Assignment
Please copy exactly the lines that run from the start of the entries to the line containing "self.column_stats.insert(name.into(), stats);", inclusive.

[Items from a data source]
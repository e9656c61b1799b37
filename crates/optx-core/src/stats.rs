//! # Statistics for Join Ordering
//!
//! This module defines the statistics structures and derivation formulas that search
//! strategies use to score candidate join combinations. The join order core itself
//! never looks at the numbers: it only guarantees that a subtree's statistics have been
//! derived (and cached on the subtree) when a caller asks for them.
//!
//! ## Statistics Hierarchy
//!
//! - **Relation-level**: row count and total size in bytes.
//! - **Column-level**: number of distinct values (NDV), null fraction, min/max values,
//!   average row size, and optional histograms.
//!
//! Column statistics are keyed by the qualified column name (`alias.column`) once they
//! leave a scan, so that same-named columns of different relations do not collide.
//!
//! ## Derivation Formulas
//!
//! - **Filter**: output_rows = input_rows * selectivity. Column NDVs are scaled
//!   proportionally to the row reduction ratio.
//! - **Inner join**: output_rows = |left| * |right| / max(NDV_left_key, NDV_right_key).
//! - **Left outer join**: the inner join estimate, but never fewer rows than the left
//!   input, since every left row is preserved.
//!
//! ## Selectivity Estimation
//!
//! - **Equality**: 1 / NDV (uniform distribution assumption).
//! - **Range**: fixed 1/3 heuristic.
//! - **Default**: 0.1 (10%) when no better estimate is available.

use crate::catalog::Catalog;
use crate::expr::{BinaryOp, Expr, JoinType, ScalarValue};
use crate::plan::{LogicalOp, PlanNode};
use serde::{Deserialize, Serialize};
use std::collections::HashMap;
use std::sync::Arc;
use tracing::trace;

/// Statistics for a relation or intermediate result.
#[derive(Debug, Clone, Serialize, Deserialize)]
pub struct Statistics {
    pub row_count: f64,
    pub total_size_bytes: f64,
    pub column_stats: HashMap<String, ColumnStatistics>,
}

impl Statistics {
    pub fn new(row_count: f64, total_size_bytes: f64) -> Self {
        Self {
            row_count,
            total_size_bytes,
            column_stats: HashMap::new(),
        }
    }

    pub fn with_column(mut self, name: impl Into<String>, stats: ColumnStatistics) -> Self {
        self.column_stats.insert(name.into(), stats);
        self
    }
}

/// Per-column statistics used for selectivity estimation.
///
/// These statistics are typically gathered by ANALYZE TABLE and stored in the catalog.
#[derive(Debug, Clone, Serialize, Deserialize)]
pub struct ColumnStatistics {
    /// Number of distinct values (NDV). Used for equality selectivity: sel = 1/NDV.
    pub distinct_count: f64,
    /// Fraction of rows that are NULL [0.0, 1.0].
    pub null_fraction: f64,
    /// Minimum value in the column (if known).
    pub min_value: Option<ScalarValue>,
    /// Maximum value in the column (if known).
    pub max_value: Option<ScalarValue>,
    /// Average size of a single value in bytes.
    pub avg_row_size: f64,
    /// Optional equi-depth histogram.
    pub histogram: Option<Histogram>,
}

impl ColumnStatistics {
    pub fn new(distinct_count: f64, null_fraction: f64) -> Self {
        Self {
            distinct_count,
            null_fraction,
            min_value: None,
            max_value: None,
            avg_row_size: 8.0,
            histogram: None,
        }
    }
}

/// Equi-depth histogram. Each bucket holds approximately the same number of rows.
#[derive(Debug, Clone, Serialize, Deserialize)]
pub struct Histogram {
    pub buckets: Vec<HistogramBucket>,
}

/// A single bucket in an equi-depth histogram.
#[derive(Debug, Clone, Serialize, Deserialize)]
pub struct HistogramBucket {
    /// Lower bound of the bucket range (inclusive).
    pub lower: f64,
    /// Upper bound of the bucket range (inclusive).
    pub upper: f64,
    /// Estimated number of rows in this bucket.
    pub count: f64,
    /// Estimated number of distinct values in this bucket.
    pub distinct: f64,
}

/// Rows assumed for a relation the catalog knows nothing about.
pub const DEFAULT_ROW_COUNT: f64 = 1000.0;

/// Default filter selectivity when we can't determine it.
pub const DEFAULT_FILTER_SELECTIVITY: f64 = 0.1;

/// Selectivity of a range comparison.
pub const RANGE_SELECTIVITY: f64 = 0.33;

/// Derive statistics for inner join output.
///
/// ```text
/// |A JOIN B| = |A| * |B| / max(NDV(A.key), NDV(B.key))
/// ```
///
/// For multi-column joins, selectivities are multiplied (independence assumption).
/// When NDV information is unavailable for a column, the relation's row count is used.
pub fn derive_join_stats(
    left: &Statistics,
    right: &Statistics,
    join_columns: &[(String, String)],
) -> Statistics {
    let mut selectivity = 1.0_f64;

    for (left_col, right_col) in join_columns {
        let left_ndv = left
            .column_stats
            .get(left_col)
            .map(|s| s.distinct_count)
            .unwrap_or(left.row_count);
        let right_ndv = right
            .column_stats
            .get(right_col)
            .map(|s| s.distinct_count)
            .unwrap_or(right.row_count);
        let max_ndv = left_ndv.max(right_ndv).max(1.0);
        selectivity /= max_ndv;
    }

    let row_count = (left.row_count * right.row_count * selectivity).max(1.0);

    let avg_row_size_left = if left.row_count > 0.0 {
        left.total_size_bytes / left.row_count
    } else {
        100.0
    };
    let avg_row_size_right = if right.row_count > 0.0 {
        right.total_size_bytes / right.row_count
    } else {
        100.0
    };
    let total_size_bytes = row_count * (avg_row_size_left + avg_row_size_right);

    // NDV is capped by the output row count.
    let mut column_stats = HashMap::new();
    for (name, stats) in left.column_stats.iter().chain(&right.column_stats) {
        let mut cs = stats.clone();
        cs.distinct_count = cs.distinct_count.min(row_count);
        column_stats.insert(name.clone(), cs);
    }

    Statistics {
        row_count,
        total_size_bytes,
        column_stats,
    }
}

/// Derive statistics for left outer join output.
///
/// Every left row survives, so the inner join estimate is raised to at least the
/// left input's row count. Size is rescaled to the adjusted row count.
pub fn derive_left_outer_join_stats(
    left: &Statistics,
    right: &Statistics,
    join_columns: &[(String, String)],
) -> Statistics {
    let mut stats = derive_join_stats(left, right, join_columns);
    let row_count = stats.row_count.max(left.row_count).max(1.0);
    if row_count > stats.row_count {
        let width = stats.total_size_bytes / stats.row_count;
        stats.total_size_bytes = row_count * width;
        stats.row_count = row_count;
    }
    stats
}

/// Derive statistics for filter output.
///
/// Output rows = input rows * selectivity (floored at 1); size and column NDVs are
/// scaled by the same ratio.
pub fn derive_filter_stats(input: &Statistics, selectivity: f64) -> Statistics {
    let row_count = (input.row_count * selectivity).max(1.0);
    let ratio = if input.row_count > 0.0 {
        row_count / input.row_count
    } else {
        1.0
    };

    let mut column_stats = HashMap::new();
    for (name, stats) in &input.column_stats {
        let mut cs = stats.clone();
        cs.distinct_count = (cs.distinct_count * ratio).max(1.0).min(row_count);
        column_stats.insert(name.clone(), cs);
    }

    Statistics {
        row_count,
        total_size_bytes: input.total_size_bytes * ratio,
        column_stats,
    }
}

/// Estimate selectivity for an equality predicate: `sel = 1 / NDV`.
///
/// Falls back to [`DEFAULT_FILTER_SELECTIVITY`] when the column has no statistics.
pub fn equality_selectivity(stats: &Statistics, col_name: &str) -> f64 {
    stats
        .column_stats
        .get(col_name)
        .map(|cs| 1.0 / cs.distinct_count.max(1.0))
        .unwrap_or(DEFAULT_FILTER_SELECTIVITY)
}

/// Estimate the fraction of input rows that pass `expr`.
///
/// - `col = literal`: 1 / NDV(col).
/// - `col = col`: 1 / max(NDV) of the two columns.
/// - range comparisons: [`RANGE_SELECTIVITY`].
/// - AND multiplies (independence); OR uses inclusion-exclusion.
pub fn estimate_selectivity(expr: &Expr, stats: &Statistics) -> f64 {
    match expr {
        Expr::Literal(ScalarValue::Bool(true)) => 1.0,
        Expr::BinaryOp {
            op: BinaryOp::Eq,
            left,
            right,
        } => match (left.as_ref(), right.as_ref()) {
            (Expr::Column(l), Expr::Column(r)) => {
                let l_sel = equality_selectivity(stats, &l.to_string());
                let r_sel = equality_selectivity(stats, &r.to_string());
                l_sel.min(r_sel)
            }
            (Expr::Column(c), _) | (_, Expr::Column(c)) => {
                equality_selectivity(stats, &c.to_string())
            }
            _ => DEFAULT_FILTER_SELECTIVITY,
        },
        Expr::BinaryOp {
            op: BinaryOp::Lt | BinaryOp::LtEq | BinaryOp::Gt | BinaryOp::GtEq,
            ..
        } => RANGE_SELECTIVITY,
        Expr::And(conjuncts) => conjuncts
            .iter()
            .map(|c| estimate_selectivity(c, stats))
            .product(),
        Expr::Or(disjuncts) => {
            let product: f64 = disjuncts
                .iter()
                .map(|d| 1.0 - estimate_selectivity(d, stats))
                .product();
            1.0 - product
        }
        _ => DEFAULT_FILTER_SELECTIVITY,
    }
}

/// Extract equi-join column pairs (qualified names) from a join condition.
///
/// Given `A.x = B.y AND A.z = B.w`, returns `[("A.x", "B.y"), ("A.z", "B.w")]`.
pub fn equi_join_columns(condition: &Expr) -> Vec<(String, String)> {
    condition
        .conjuncts()
        .into_iter()
        .filter_map(|c| match c {
            Expr::BinaryOp {
                op: BinaryOp::Eq,
                left,
                right,
            } => match (left.as_ref(), right.as_ref()) {
                (Expr::Column(l), Expr::Column(r)) => Some((l.to_string(), r.to_string())),
                _ => None,
            },
            _ => None,
        })
        .collect()
}

/// Derives statistics for one plan node from the statistics of its children.
///
/// Implementations are stateless with respect to the plan; caching is handled by
/// [`ensure_stats`].
pub trait StatsEstimator: Send + Sync {
    fn derive(&self, node: &PlanNode, child_stats: &[&Statistics]) -> Statistics;
}

/// Estimator backed by catalog statistics for scans and the formulas above for
/// everything else.
pub struct CatalogStatsEstimator {
    catalog: Arc<dyn Catalog>,
}

impl CatalogStatsEstimator {
    pub fn new(catalog: Arc<dyn Catalog>) -> Self {
        Self { catalog }
    }
}

impl StatsEstimator for CatalogStatsEstimator {
    fn derive(&self, node: &PlanNode, child_stats: &[&Statistics]) -> Statistics {
        match &node.op {
            LogicalOp::Scan { table, alias, .. } => match self.catalog.get_table_stats(table) {
                Some(base) => {
                    // Requalify column stats with the scan alias.
                    let column_stats = base
                        .column_stats
                        .into_iter()
                        .map(|(name, cs)| (format!("{}.{}", alias, name), cs))
                        .collect();
                    Statistics {
                        row_count: base.row_count,
                        total_size_bytes: base.total_size_bytes,
                        column_stats,
                    }
                }
                None => Statistics::new(DEFAULT_ROW_COUNT, DEFAULT_ROW_COUNT * 100.0),
            },
            LogicalOp::Filter { predicate } => {
                let input = child_stats[0];
                derive_filter_stats(input, estimate_selectivity(predicate, input))
            }
            LogicalOp::Join {
                join_type,
                condition,
            } => {
                let join_cols = oriented_join_columns(condition, child_stats[0]);
                match join_type {
                    JoinType::Inner => {
                        derive_join_stats(child_stats[0], child_stats[1], &join_cols)
                    }
                    JoinType::Left => {
                        derive_left_outer_join_stats(child_stats[0], child_stats[1], &join_cols)
                    }
                }
            }
        }
    }
}

/// Orient each equi-join pair so that the first column belongs to the left input.
fn oriented_join_columns(condition: &Expr, left: &Statistics) -> Vec<(String, String)> {
    equi_join_columns(condition)
        .into_iter()
        .map(|(a, b)| {
            if left.column_stats.contains_key(&b) && !left.column_stats.contains_key(&a) {
                (b, a)
            } else {
                (a, b)
            }
        })
        .collect()
}

/// Make sure `node` and every node below it have statistics, deriving missing ones
/// bottom-up with `estimator`. Nodes that already carry statistics are left untouched.
pub fn ensure_stats<'a>(node: &'a PlanNode, estimator: &dyn StatsEstimator) -> &'a Statistics {
    if let Some(stats) = node.stats() {
        return stats;
    }
    let child_stats: Vec<&Statistics> = node
        .children
        .iter()
        .map(|c| ensure_stats(c, estimator))
        .collect();
    let derived = estimator.derive(node, &child_stats);
    trace!(rows = derived.row_count, relations = ?node.relations(), "derived statistics");
    node.stats_slot().get_or_init(|| derived)
}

Response for this exercise
repository e9656c61b1799b37
filename crates/optx-core/src/stats.rs
//! # Statistics for Join Ordering
//!
//! This module defines the statistics structures and derivation formulas that search
//! strategies use to score candidate join combinations. The join order core itself
//! never looks at the numbers: it only guarantees that a subtree's statistics have been
//! derived (and cached on the subtree) when a caller asks for them.
//!
//! ## Statistics Hierarchy
//!
//! - **Relation-level**: row count and total size in bytes.
//! - **Column-level**: number of distinct values (NDV), null fraction, min/max values,
//!   average row size, and optional histograms.
//!
//! Column statistics are keyed by the qualified column name (`alias.column`) once they
//! leave a scan, so that same-named columns of different relations do not collide.
//!
//! ## Derivation Formulas
//!
//! - **Filter**: output_rows = input_rows * selectivity. Column NDVs are scaled
//!   proportionally to the row reduction ratio.
//! - **Inner join**: output_rows = |left| * |right| / max(NDV_left_key, NDV_right_key).
//! - **Left outer join**: the inner join estimate, but never fewer rows than the left
//!   input, since every left row is preserved.
//!
//! ## Selectivity Estimation
//!
//! - **Equality**: 1 / NDV (uniform distribution assumption).
//! - **Range**: fixed 1/3 heuristic.
//! - **Default**: 0.1 (10%) when no better estimate is available.

use crate::catalog::Catalog;
use crate::expr::{BinaryOp, Expr, JoinType, ScalarValue};
use crate::plan::{LogicalOp, PlanNode};
use serde::{Deserialize, Serialize};
use std::collections::HashMap;
use std::sync::Arc;
use tracing::trace;

/// Statistics for a relation or intermediate result.
#[derive(Debug, Clone, Serialize, Deserialize)]
pub struct Statistics {
    pub row_count: f64,
    pub total_size_bytes: f64,
    pub column_stats: HashMap<String, ColumnStatistics>,
}

impl Statistics {
    pub fn new(row_count: f64, total_size_bytes: f64) -> Self {
        Self {
            row_count,
            total_size_bytes,
            column_stats: HashMap::new(),
        }
    }

    pub fn with_column(mut self, name: impl Into<String>, stats: ColumnStatistics) -> Self {
        self.column_stats.insert(name.into(), stats);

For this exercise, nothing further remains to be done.